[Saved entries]
----

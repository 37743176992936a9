//! Frame annotation for display.
//!
//! Pure overlay rendering: bounding boxes with labels, the occupancy banner,
//! and the zone outline with its hit count. The input frame is never mutated;
//! each call returns a freshly rendered image, so callers can keep the
//! original for screenshots.
//!
//! Text uses a small built-in 8x12 bitmap font rather than a bundled TTF;
//! overlays need legibility, not typography.

use image::{Rgb, RgbImage};
use imageproc::drawing::{draw_hollow_rect_mut, draw_line_segment_mut};
use imageproc::rect::Rect;

use crate::detect::Detection;
use crate::frame::Frame;
use crate::zone::Zone;

const GLYPH_WIDTH: u32 = 8;
const GLYPH_HEIGHT: u32 = 12;

#[derive(Clone, Debug)]
pub struct Annotator {
    pub box_color: Rgb<u8>,
    pub zone_color: Rgb<u8>,
    pub text_color: Rgb<u8>,
    pub banner_color: Rgb<u8>,
    /// Caption for the occupancy banner.
    pub occupancy_caption: String,
}

impl Default for Annotator {
    fn default() -> Self {
        Self {
            box_color: Rgb([255, 255, 0]),
            zone_color: Rgb([255, 0, 0]),
            text_color: Rgb([255, 255, 255]),
            banner_color: Rgb([0, 255, 0]),
            occupancy_caption: "People Count".to_string(),
        }
    }
}

impl Annotator {
    /// Render the overlay onto a copy of the frame.
    ///
    /// `zone_hits` is the number of detections inside the zone, as computed by
    /// `Zone::trigger`; the annotator itself is containment-agnostic.
    pub fn annotate(
        &self,
        frame: &Frame,
        detections: &[Detection],
        occupancy: usize,
        zone: &Zone,
        zone_hits: usize,
    ) -> RgbImage {
        let mut img = frame.to_image();

        for detection in detections {
            self.draw_detection(&mut img, detection);
        }

        self.draw_zone(&mut img, zone, zone_hits);

        let banner = format!("{}: {}", self.occupancy_caption, occupancy);
        draw_text(&mut img, &banner, 10, 10, self.banner_color);

        img
    }

    fn draw_detection(&self, img: &mut RgbImage, detection: &Detection) {
        let (w, h) = img.dimensions();
        let x0 = (detection.bbox.x_min.max(0.0) as i32).min(w as i32 - 1);
        let y0 = (detection.bbox.y_min.max(0.0) as i32).min(h as i32 - 1);
        let x1 = (detection.bbox.x_max.max(0.0) as i32).min(w as i32 - 1);
        let y1 = (detection.bbox.y_max.max(0.0) as i32).min(h as i32 - 1);
        let bw = (x1 - x0).max(1) as u32;
        let bh = (y1 - y0).max(1) as u32;

        draw_hollow_rect_mut(img, Rect::at(x0, y0).of_size(bw, bh), self.box_color);

        let label = format!("{} {:.2}", detection.label, detection.confidence);
        let label_y = if y0 as u32 >= GLYPH_HEIGHT + 2 {
            y0 as u32 - GLYPH_HEIGHT - 2
        } else {
            (y1 as u32).saturating_add(2).min(h.saturating_sub(GLYPH_HEIGHT))
        };
        draw_text(img, &label, x0.max(0) as u32, label_y, self.text_color);
    }

    fn draw_zone(&self, img: &mut RgbImage, zone: &Zone, zone_hits: usize) {
        let vertices = zone.vertices();
        for i in 0..vertices.len() {
            let (x0, y0) = vertices[i];
            let (x1, y1) = vertices[(i + 1) % vertices.len()];
            draw_line_segment_mut(
                img,
                (x0 as f32, y0 as f32),
                (x1 as f32, y1 as f32),
                self.zone_color,
            );
        }

        if let Some(&(x, y)) = vertices.first() {
            let caption = format!("Zone: {}", zone_hits);
            let tx = (x.max(0) as u32).saturating_add(4);
            let ty = (y.max(0) as u32).saturating_add(4);
            draw_text(img, &caption, tx, ty, self.zone_color);
        }
    }
}

/// Draw a string with the built-in bitmap font, clipping at image edges.
fn draw_text(img: &mut RgbImage, text: &str, start_x: u32, start_y: u32, color: Rgb<u8>) {
    let (w, h) = img.dimensions();
    let mut x = start_x;
    for ch in text.chars() {
        if x + GLYPH_WIDTH > w {
            break;
        }
        if let Some(rows) = glyph(ch) {
            for (row, bits) in rows.iter().enumerate() {
                let py = start_y + row as u32;
                if py >= h {
                    break;
                }
                for col in 0..GLYPH_WIDTH {
                    if (bits >> (7 - col)) & 1 == 1 {
                        img.put_pixel(x + col, py, color);
                    }
                }
            }
        }
        x += GLYPH_WIDTH;
    }
}

/// 8x12 glyphs for the characters overlays actually emit. Unknown characters
/// render as a blank advance. Uppercase letters without their own glyph fall
/// back to lowercase.
fn glyph(ch: char) -> Option<[u8; 12]> {
    let rows = match ch {
        ' ' => [0x00; 12],
        '0' => [0x00, 0x3C, 0x42, 0x46, 0x4A, 0x52, 0x62, 0x42, 0x42, 0x3C, 0x00, 0x00],
        '1' => [0x00, 0x08, 0x18, 0x28, 0x08, 0x08, 0x08, 0x08, 0x08, 0x3E, 0x00, 0x00],
        '2' => [0x00, 0x3C, 0x42, 0x02, 0x04, 0x08, 0x10, 0x20, 0x40, 0x7E, 0x00, 0x00],
        '3' => [0x00, 0x3C, 0x42, 0x02, 0x1C, 0x02, 0x02, 0x02, 0x42, 0x3C, 0x00, 0x00],
        '4' => [0x00, 0x04, 0x0C, 0x14, 0x24, 0x44, 0x7E, 0x04, 0x04, 0x04, 0x00, 0x00],
        '5' => [0x00, 0x7E, 0x40, 0x40, 0x7C, 0x02, 0x02, 0x02, 0x42, 0x3C, 0x00, 0x00],
        '6' => [0x00, 0x3C, 0x42, 0x40, 0x7C, 0x42, 0x42, 0x42, 0x42, 0x3C, 0x00, 0x00],
        '7' => [0x00, 0x7E, 0x02, 0x04, 0x08, 0x10, 0x10, 0x10, 0x10, 0x10, 0x00, 0x00],
        '8' => [0x00, 0x3C, 0x42, 0x42, 0x3C, 0x42, 0x42, 0x42, 0x42, 0x3C, 0x00, 0x00],
        '9' => [0x00, 0x3C, 0x42, 0x42, 0x42, 0x3E, 0x02, 0x02, 0x42, 0x3C, 0x00, 0x00],
        ':' => [0x00, 0x00, 0x00, 0x18, 0x18, 0x00, 0x00, 0x18, 0x18, 0x00, 0x00, 0x00],
        '.' => [0x00, 0x00, 0x00, 0x00, 0x00, 0x00, 0x00, 0x18, 0x18, 0x00, 0x00, 0x00],
        '-' => [0x00, 0x00, 0x00, 0x00, 0x00, 0x7E, 0x00, 0x00, 0x00, 0x00, 0x00, 0x00],
        '_' => [0x00, 0x00, 0x00, 0x00, 0x00, 0x00, 0x00, 0x00, 0x00, 0x7E, 0x00, 0x00],
        'C' => [0x00, 0x3C, 0x42, 0x40, 0x40, 0x40, 0x40, 0x40, 0x42, 0x3C, 0x00, 0x00],
        'P' => [0x00, 0x7C, 0x42, 0x42, 0x42, 0x7C, 0x40, 0x40, 0x40, 0x40, 0x00, 0x00],
        'Z' => [0x00, 0x7E, 0x02, 0x04, 0x08, 0x10, 0x20, 0x40, 0x40, 0x7E, 0x00, 0x00],
        'a' => [0x00, 0x00, 0x00, 0x3C, 0x02, 0x3E, 0x42, 0x42, 0x46, 0x3A, 0x00, 0x00],
        'b' => [0x00, 0x40, 0x40, 0x5C, 0x62, 0x42, 0x42, 0x42, 0x62, 0x5C, 0x00, 0x00],
        'c' => [0x00, 0x00, 0x00, 0x3C, 0x42, 0x40, 0x40, 0x40, 0x42, 0x3C, 0x00, 0x00],
        'd' => [0x00, 0x02, 0x02, 0x3A, 0x46, 0x42, 0x42, 0x42, 0x46, 0x3A, 0x00, 0x00],
        'e' => [0x00, 0x00, 0x00, 0x3C, 0x42, 0x7E, 0x40, 0x40, 0x42, 0x3C, 0x00, 0x00],
        'f' => [0x00, 0x0C, 0x12, 0x10, 0x7C, 0x10, 0x10, 0x10, 0x10, 0x10, 0x00, 0x00],
        'g' => [0x00, 0x00, 0x00, 0x3A, 0x46, 0x42, 0x46, 0x3A, 0x02, 0x3C, 0x00, 0x00],
        'h' => [0x00, 0x40, 0x40, 0x5C, 0x62, 0x42, 0x42, 0x42, 0x42, 0x42, 0x00, 0x00],
        'i' => [0x00, 0x08, 0x00, 0x18, 0x08, 0x08, 0x08, 0x08, 0x08, 0x3E, 0x00, 0x00],
        'j' => [0x00, 0x04, 0x00, 0x0C, 0x04, 0x04, 0x04, 0x04, 0x44, 0x38, 0x00, 0x00],
        'k' => [0x00, 0x40, 0x40, 0x44, 0x48, 0x70, 0x48, 0x44, 0x42, 0x41, 0x00, 0x00],
        'l' => [0x00, 0x18, 0x08, 0x08, 0x08, 0x08, 0x08, 0x08, 0x08, 0x3E, 0x00, 0x00],
        'm' => [0x00, 0x00, 0x00, 0x76, 0x49, 0x49, 0x49, 0x49, 0x49, 0x49, 0x00, 0x00],
        'n' => [0x00, 0x00, 0x00, 0x5C, 0x62, 0x42, 0x42, 0x42, 0x42, 0x42, 0x00, 0x00],
        'o' => [0x00, 0x00, 0x00, 0x3C, 0x42, 0x42, 0x42, 0x42, 0x42, 0x3C, 0x00, 0x00],
        'p' => [0x00, 0x00, 0x00, 0x5C, 0x62, 0x42, 0x62, 0x5C, 0x40, 0x40, 0x00, 0x00],
        'q' => [0x00, 0x00, 0x00, 0x3A, 0x46, 0x42, 0x46, 0x3A, 0x02, 0x02, 0x00, 0x00],
        'r' => [0x00, 0x00, 0x00, 0x5C, 0x62, 0x40, 0x40, 0x40, 0x40, 0x40, 0x00, 0x00],
        's' => [0x00, 0x00, 0x00, 0x3C, 0x42, 0x30, 0x0C, 0x02, 0x42, 0x3C, 0x00, 0x00],
        't' => [0x00, 0x10, 0x10, 0x7C, 0x10, 0x10, 0x10, 0x10, 0x12, 0x0C, 0x00, 0x00],
        'u' => [0x00, 0x00, 0x00, 0x42, 0x42, 0x42, 0x42, 0x42, 0x46, 0x3A, 0x00, 0x00],
        'v' => [0x00, 0x00, 0x00, 0x42, 0x42, 0x42, 0x24, 0x24, 0x18, 0x18, 0x00, 0x00],
        'w' => [0x00, 0x00, 0x00, 0x49, 0x49, 0x49, 0x49, 0x49, 0x49, 0x36, 0x00, 0x00],
        'x' => [0x00, 0x00, 0x00, 0x42, 0x24, 0x18, 0x18, 0x18, 0x24, 0x42, 0x00, 0x00],
        'y' => [0x00, 0x00, 0x00, 0x42, 0x42, 0x42, 0x46, 0x3A, 0x02, 0x3C, 0x00, 0x00],
        'z' => [0x00, 0x00, 0x00, 0x7E, 0x04, 0x08, 0x10, 0x20, 0x40, 0x7E, 0x00, 0x00],
        other if other.is_ascii_uppercase() => {
            return glyph(other.to_ascii_lowercase());
        }
        _ => return None,
    };
    Some(rows)
}

#[cfg(test)]
mod tests {
    use super::*;
    use crate::detect::BoundingBox;
    use crate::zone::ZoneTemplate;
    use chrono::Utc;

    fn test_frame() -> Frame {
        Frame::new(vec![0u8; 64 * 48 * 3], 64, 48, 1, Utc::now()).expect("frame")
    }

    #[test]
    fn annotate_returns_new_image_and_leaves_frame_untouched() {
        let frame = test_frame();
        let zone = Zone::from_template(&ZoneTemplate::left_half(), 64, 48);
        let detections = vec![Detection::new(
            "person",
            0.9,
            BoundingBox::new(5.0, 5.0, 20.0, 20.0),
        )];

        let annotator = Annotator::default();
        let img = annotator.annotate(&frame, &detections, 1, &zone, 1);

        assert_eq!(img.dimensions(), (64, 48));
        // The overlay drew something.
        assert!(img.pixels().any(|p| p.0 != [0, 0, 0]));
        // The source frame is still all zeros.
        assert!(frame.pixels().iter().all(|&b| b == 0));
    }

    #[test]
    fn out_of_bounds_boxes_are_clipped() {
        let frame = test_frame();
        let zone = Zone::from_template(&ZoneTemplate::left_half(), 64, 48);
        let detections = vec![Detection::new(
            "person",
            0.9,
            BoundingBox::new(-10.0, -10.0, 500.0, 500.0),
        )];

        // Must not panic on coordinates outside the image.
        let _ = Annotator::default().annotate(&frame, &detections, 1, &zone, 0);
    }
}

----

The lines to copy run from the first line of the entries to the line containing "let y0 = (detection.bbox.y_min.max(0.0)"; copy them exactly and output nothing else.

= RESULT FOR THIS TASK =
repository 37743176992936a9
//! Frame annotation for display.
//!
//! Pure overlay rendering: bounding boxes with labels, the occupancy banner,
//! and the zone outline with its hit count. The input frame is never mutated;
//! each call returns a freshly rendered image, so callers can keep the
//! original for screenshots.
//!
//! Text uses a small built-in 8x12 bitmap font rather than a bundled TTF;
//! overlays need legibility, not typography.

use image::{Rgb, RgbImage};
use imageproc::drawing::{draw_hollow_rect_mut, draw_line_segment_mut};
use imageproc::rect::Rect;

use crate::detect::Detection;
use crate::frame::Frame;
use crate::zone::Zone;

const GLYPH_WIDTH: u32 = 8;
const GLYPH_HEIGHT: u32 = 12;

#[derive(Clone, Debug)]
pub struct Annotator {
    pub box_color: Rgb<u8>,
    pub zone_color: Rgb<u8>,
    pub text_color: Rgb<u8>,
    pub banner_color: Rgb<u8>,
    /// Caption for the occupancy banner.
    pub occupancy_caption: String,
}

impl Default for Annotator {
    fn default() -> Self {
        Self {
            box_color: Rgb([255, 255, 0]),
            zone_color: Rgb([255, 0, 0]),
            text_color: Rgb([255, 255, 255]),
            banner_color: Rgb([0, 255, 0]),
            occupancy_caption: "People Count".to_string(),
        }
    }
}

impl Annotator {
    /// Render the overlay onto a copy of the frame.
    ///
    /// `zone_hits` is the number of detections inside the zone, as computed by
    /// `Zone::trigger`; the annotator itself is containment-agnostic.
    pub fn annotate(
        &self,
        frame: &Frame,
        detections: &[Detection],
        occupancy: usize,
        zone: &Zone,
        zone_hits: usize,
    ) -> RgbImage {
        let mut img = frame.to_image();

        for detection in detections {
            self.draw_detection(&mut img, detection);
        }

        self.draw_zone(&mut img, zone, zone_hits);

        let banner = format!("{}: {}", self.occupancy_caption, occupancy);
        draw_text(&mut img, &banner, 10, 10, self.banner_color);

        img
    }

    fn draw_detection(&self, img: &mut RgbImage, detection: &Detection) {
        let (w, h) = img.dimensions();
        let x0 = (detection.bbox.x_min.max(0.0) as i32).min(w as i32 - 1);
        let y0 = (detection.bbox.y_min.max(0.0) as i32).min(h as i32 - 1);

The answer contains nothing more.